Stored data entries
*** Begin section ***

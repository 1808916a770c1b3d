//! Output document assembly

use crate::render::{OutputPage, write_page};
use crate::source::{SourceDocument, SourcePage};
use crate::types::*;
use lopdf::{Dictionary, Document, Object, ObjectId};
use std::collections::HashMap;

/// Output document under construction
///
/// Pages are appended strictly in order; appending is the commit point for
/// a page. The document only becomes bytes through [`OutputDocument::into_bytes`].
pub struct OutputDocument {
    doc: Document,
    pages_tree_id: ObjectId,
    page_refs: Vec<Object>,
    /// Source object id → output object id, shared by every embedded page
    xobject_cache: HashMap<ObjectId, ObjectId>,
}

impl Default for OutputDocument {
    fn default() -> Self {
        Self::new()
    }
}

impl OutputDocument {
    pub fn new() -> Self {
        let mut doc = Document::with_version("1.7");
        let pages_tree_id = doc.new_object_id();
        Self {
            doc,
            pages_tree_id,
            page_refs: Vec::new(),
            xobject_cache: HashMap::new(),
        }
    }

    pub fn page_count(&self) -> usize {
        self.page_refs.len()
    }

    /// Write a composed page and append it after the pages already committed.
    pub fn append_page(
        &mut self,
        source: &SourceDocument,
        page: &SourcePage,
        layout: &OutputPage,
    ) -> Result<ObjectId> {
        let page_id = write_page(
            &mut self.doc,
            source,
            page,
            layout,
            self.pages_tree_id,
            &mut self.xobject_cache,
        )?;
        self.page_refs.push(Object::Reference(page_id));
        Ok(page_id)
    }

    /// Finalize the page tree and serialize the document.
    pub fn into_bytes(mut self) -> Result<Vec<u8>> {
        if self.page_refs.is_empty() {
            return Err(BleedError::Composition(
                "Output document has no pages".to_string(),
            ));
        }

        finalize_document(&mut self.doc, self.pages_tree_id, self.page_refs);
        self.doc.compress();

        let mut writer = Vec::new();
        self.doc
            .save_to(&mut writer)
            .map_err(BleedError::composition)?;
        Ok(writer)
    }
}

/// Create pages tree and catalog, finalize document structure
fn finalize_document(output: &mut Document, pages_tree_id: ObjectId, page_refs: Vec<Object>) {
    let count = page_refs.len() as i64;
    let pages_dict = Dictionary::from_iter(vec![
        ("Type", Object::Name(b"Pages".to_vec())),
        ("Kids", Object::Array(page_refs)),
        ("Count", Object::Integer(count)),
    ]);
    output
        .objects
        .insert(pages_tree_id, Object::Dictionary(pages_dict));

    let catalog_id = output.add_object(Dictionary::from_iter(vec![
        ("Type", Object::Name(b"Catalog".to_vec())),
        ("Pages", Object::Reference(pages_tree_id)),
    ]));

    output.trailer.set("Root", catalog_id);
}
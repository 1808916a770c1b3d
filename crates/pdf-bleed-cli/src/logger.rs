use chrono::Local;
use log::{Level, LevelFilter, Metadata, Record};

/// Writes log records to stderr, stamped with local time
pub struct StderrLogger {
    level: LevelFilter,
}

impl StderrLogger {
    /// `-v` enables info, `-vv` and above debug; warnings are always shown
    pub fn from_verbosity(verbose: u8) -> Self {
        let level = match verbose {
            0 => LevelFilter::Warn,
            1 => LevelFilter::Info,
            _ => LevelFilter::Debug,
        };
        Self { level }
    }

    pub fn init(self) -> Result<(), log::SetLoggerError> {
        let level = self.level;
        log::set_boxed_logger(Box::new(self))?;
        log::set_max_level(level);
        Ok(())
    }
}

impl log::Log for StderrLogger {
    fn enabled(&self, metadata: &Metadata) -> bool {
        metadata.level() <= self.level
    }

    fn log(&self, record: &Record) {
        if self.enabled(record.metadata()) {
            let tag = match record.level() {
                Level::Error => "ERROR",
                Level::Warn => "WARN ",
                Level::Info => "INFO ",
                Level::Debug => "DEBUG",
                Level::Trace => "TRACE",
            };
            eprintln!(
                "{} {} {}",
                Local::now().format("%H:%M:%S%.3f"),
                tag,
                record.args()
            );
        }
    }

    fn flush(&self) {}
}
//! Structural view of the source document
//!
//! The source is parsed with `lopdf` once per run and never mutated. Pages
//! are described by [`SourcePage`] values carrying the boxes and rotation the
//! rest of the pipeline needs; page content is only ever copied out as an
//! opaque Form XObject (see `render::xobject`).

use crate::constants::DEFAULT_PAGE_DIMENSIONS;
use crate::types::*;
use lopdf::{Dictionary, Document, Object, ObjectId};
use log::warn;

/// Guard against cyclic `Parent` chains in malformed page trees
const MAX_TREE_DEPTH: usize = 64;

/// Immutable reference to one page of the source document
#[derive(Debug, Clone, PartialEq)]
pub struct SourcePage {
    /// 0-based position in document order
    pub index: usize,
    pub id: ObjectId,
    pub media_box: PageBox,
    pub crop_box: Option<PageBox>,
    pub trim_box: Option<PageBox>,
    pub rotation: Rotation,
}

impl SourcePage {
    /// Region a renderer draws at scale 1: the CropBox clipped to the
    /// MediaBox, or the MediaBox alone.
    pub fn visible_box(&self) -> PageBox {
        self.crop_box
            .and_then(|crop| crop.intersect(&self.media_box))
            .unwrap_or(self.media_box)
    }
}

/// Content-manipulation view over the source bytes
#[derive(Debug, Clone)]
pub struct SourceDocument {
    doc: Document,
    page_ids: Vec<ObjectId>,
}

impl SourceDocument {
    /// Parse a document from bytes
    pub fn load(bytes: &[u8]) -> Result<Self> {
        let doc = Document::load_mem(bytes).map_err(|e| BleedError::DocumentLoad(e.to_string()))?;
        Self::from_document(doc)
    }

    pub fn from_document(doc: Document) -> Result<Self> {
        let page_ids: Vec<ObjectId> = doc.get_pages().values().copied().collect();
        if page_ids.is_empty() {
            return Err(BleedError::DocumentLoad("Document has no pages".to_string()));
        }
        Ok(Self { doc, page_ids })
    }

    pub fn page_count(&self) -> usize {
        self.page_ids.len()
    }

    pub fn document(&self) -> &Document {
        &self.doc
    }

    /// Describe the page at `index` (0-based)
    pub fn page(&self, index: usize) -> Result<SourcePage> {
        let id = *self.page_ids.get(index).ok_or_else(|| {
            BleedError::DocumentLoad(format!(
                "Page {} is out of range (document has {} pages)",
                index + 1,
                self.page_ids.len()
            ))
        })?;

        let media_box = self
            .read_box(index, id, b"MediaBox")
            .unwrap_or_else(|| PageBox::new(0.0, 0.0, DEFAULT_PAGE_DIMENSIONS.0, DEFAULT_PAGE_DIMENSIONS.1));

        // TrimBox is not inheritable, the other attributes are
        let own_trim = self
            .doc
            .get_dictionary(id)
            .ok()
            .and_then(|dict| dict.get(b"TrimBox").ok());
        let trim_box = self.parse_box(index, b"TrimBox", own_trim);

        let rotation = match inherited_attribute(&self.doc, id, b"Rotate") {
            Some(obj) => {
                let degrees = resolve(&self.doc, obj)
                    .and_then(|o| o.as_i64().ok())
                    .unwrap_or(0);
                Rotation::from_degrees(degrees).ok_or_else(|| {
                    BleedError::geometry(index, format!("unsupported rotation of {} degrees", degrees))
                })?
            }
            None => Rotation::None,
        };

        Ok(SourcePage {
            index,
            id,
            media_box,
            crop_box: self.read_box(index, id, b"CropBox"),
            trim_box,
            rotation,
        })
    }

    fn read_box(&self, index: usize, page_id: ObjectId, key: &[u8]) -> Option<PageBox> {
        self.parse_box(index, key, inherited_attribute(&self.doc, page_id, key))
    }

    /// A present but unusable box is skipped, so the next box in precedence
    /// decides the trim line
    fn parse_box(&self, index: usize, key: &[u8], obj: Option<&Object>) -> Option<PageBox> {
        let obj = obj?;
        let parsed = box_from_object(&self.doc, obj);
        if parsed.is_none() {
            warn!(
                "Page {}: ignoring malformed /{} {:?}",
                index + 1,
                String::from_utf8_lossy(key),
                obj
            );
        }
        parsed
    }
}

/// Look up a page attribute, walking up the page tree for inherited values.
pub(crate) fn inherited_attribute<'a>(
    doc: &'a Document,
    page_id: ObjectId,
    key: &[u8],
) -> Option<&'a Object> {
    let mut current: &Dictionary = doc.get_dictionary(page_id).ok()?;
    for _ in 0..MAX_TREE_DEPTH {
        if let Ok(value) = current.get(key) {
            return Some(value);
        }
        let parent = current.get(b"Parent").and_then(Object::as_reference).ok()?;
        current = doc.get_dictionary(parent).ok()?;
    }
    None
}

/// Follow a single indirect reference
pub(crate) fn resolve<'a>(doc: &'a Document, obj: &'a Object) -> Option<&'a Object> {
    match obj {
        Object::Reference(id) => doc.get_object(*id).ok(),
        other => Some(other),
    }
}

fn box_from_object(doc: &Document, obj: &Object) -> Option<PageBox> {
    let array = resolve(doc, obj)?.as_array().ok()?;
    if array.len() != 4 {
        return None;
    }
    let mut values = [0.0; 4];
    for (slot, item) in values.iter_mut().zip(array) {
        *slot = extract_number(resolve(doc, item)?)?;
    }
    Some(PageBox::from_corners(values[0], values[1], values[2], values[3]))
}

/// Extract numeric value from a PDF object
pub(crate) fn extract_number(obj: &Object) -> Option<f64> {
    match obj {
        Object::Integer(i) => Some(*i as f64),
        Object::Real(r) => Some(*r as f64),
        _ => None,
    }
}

*** End section ***

Go through the records and tally the lines that include "malformed". Write only the number.

▶ _Answer for the task_: 2